■ Requirement:
Restrict the output to the lines below starting at the one that contains "impl<A: RecordsApi> RecordsSession<A>" and ending at the one that contains "pub async fn load(&mut", and restate them word for word, both ends included.

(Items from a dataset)
____
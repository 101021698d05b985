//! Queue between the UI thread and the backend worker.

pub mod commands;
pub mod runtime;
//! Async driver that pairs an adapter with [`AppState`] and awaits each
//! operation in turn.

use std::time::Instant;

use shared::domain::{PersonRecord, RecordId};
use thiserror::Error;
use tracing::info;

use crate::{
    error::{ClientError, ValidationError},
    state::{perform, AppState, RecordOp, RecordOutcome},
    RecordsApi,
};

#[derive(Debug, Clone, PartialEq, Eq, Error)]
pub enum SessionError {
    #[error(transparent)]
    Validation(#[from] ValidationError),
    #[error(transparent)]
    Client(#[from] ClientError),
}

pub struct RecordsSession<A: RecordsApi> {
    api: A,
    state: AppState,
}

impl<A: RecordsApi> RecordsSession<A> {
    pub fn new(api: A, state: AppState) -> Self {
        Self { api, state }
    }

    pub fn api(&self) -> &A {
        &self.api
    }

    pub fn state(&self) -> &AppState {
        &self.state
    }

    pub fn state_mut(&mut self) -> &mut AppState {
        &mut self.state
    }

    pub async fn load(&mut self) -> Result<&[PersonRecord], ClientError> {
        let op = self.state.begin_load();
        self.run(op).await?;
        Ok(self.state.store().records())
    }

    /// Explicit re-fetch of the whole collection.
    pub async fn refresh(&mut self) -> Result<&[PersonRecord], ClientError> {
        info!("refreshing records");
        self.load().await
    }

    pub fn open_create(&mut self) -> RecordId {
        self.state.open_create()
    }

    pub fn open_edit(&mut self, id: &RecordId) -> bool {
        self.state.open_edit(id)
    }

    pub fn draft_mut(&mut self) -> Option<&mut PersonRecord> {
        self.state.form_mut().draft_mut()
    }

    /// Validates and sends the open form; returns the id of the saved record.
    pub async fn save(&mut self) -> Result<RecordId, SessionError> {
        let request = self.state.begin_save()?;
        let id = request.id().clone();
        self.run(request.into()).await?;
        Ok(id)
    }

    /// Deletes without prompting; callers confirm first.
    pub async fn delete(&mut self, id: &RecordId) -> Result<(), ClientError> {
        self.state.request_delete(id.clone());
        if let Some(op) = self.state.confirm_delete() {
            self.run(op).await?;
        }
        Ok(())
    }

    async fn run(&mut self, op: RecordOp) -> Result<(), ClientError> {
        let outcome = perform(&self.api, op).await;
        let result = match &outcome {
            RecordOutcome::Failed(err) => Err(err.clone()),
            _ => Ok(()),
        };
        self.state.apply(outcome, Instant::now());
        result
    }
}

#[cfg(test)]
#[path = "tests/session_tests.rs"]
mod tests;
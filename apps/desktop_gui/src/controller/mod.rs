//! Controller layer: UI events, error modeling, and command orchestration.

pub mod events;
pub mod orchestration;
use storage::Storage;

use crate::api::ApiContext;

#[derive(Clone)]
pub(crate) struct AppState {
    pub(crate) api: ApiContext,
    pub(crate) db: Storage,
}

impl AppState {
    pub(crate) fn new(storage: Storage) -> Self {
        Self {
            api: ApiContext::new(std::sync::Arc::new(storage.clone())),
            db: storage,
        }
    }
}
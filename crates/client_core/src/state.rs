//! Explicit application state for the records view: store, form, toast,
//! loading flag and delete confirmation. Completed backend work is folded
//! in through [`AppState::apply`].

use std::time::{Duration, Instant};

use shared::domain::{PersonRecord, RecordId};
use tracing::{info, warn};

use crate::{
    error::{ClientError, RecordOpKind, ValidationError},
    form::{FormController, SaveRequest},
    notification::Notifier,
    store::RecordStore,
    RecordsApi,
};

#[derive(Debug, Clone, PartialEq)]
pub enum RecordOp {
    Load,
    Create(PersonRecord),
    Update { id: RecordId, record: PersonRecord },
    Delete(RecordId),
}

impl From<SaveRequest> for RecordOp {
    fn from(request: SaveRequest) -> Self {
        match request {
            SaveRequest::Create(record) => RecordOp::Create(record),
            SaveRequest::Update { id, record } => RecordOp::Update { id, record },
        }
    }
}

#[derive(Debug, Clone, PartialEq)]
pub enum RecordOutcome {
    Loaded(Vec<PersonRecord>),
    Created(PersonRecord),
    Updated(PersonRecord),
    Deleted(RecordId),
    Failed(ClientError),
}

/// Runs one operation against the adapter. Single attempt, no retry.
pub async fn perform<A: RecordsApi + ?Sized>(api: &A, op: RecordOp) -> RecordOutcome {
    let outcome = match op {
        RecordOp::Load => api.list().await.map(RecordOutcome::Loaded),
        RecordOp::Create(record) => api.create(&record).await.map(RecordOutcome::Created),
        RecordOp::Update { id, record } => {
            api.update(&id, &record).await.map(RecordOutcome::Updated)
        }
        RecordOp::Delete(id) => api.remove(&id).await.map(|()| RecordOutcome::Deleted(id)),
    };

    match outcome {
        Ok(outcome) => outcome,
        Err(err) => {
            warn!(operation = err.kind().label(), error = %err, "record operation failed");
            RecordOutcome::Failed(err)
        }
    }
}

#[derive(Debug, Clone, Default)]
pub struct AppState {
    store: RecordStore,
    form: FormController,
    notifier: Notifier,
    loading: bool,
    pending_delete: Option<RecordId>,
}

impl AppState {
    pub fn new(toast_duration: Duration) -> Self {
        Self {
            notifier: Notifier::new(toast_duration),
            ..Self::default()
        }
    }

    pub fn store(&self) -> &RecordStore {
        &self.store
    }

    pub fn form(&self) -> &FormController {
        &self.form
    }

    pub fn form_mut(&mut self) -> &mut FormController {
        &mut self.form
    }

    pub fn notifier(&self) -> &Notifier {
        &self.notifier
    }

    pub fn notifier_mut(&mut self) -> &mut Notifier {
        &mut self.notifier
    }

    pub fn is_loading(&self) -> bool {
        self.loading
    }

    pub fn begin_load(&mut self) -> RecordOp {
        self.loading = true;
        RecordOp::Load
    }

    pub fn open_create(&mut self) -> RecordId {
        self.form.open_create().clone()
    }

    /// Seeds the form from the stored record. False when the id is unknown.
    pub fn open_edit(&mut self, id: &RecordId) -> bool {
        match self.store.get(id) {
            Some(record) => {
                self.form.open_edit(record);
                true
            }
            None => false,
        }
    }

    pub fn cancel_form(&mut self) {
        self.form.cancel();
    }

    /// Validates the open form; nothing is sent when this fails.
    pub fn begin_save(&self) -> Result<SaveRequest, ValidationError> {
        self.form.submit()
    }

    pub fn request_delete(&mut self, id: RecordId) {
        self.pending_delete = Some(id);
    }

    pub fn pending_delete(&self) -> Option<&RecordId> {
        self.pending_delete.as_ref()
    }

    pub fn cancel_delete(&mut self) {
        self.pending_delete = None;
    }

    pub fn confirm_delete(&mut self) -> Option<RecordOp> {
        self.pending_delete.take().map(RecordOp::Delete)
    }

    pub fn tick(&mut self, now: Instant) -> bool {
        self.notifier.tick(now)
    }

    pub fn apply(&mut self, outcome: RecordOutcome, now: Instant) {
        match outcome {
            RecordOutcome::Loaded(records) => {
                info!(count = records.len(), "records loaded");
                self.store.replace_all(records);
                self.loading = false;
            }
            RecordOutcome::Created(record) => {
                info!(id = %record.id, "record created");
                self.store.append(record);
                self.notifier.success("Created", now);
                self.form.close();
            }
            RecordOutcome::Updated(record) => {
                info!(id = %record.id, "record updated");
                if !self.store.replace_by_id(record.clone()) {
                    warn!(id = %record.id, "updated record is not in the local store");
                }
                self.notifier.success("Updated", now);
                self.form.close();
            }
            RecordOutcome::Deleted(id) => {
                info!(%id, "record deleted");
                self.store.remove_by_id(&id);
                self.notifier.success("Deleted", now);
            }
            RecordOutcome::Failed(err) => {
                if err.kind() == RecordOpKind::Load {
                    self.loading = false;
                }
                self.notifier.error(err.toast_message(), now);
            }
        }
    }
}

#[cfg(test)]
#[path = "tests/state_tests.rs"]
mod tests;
____
■ Solution for this task:
impl<A: RecordsApi> RecordsSession<A> {
    pub fn new(api: A, state: AppState) -> Self {
        Self { api, state }
    }

    pub fn api(&self) -> &A {
        &self.api
    }

    pub fn state(&self) -> &AppState {
        &self.state
    }

    pub fn state_mut(&mut self) -> &mut AppState {
        &mut self.state
    }

    pub async fn load(&mut self) -> Result<&[PersonRecord], ClientError> {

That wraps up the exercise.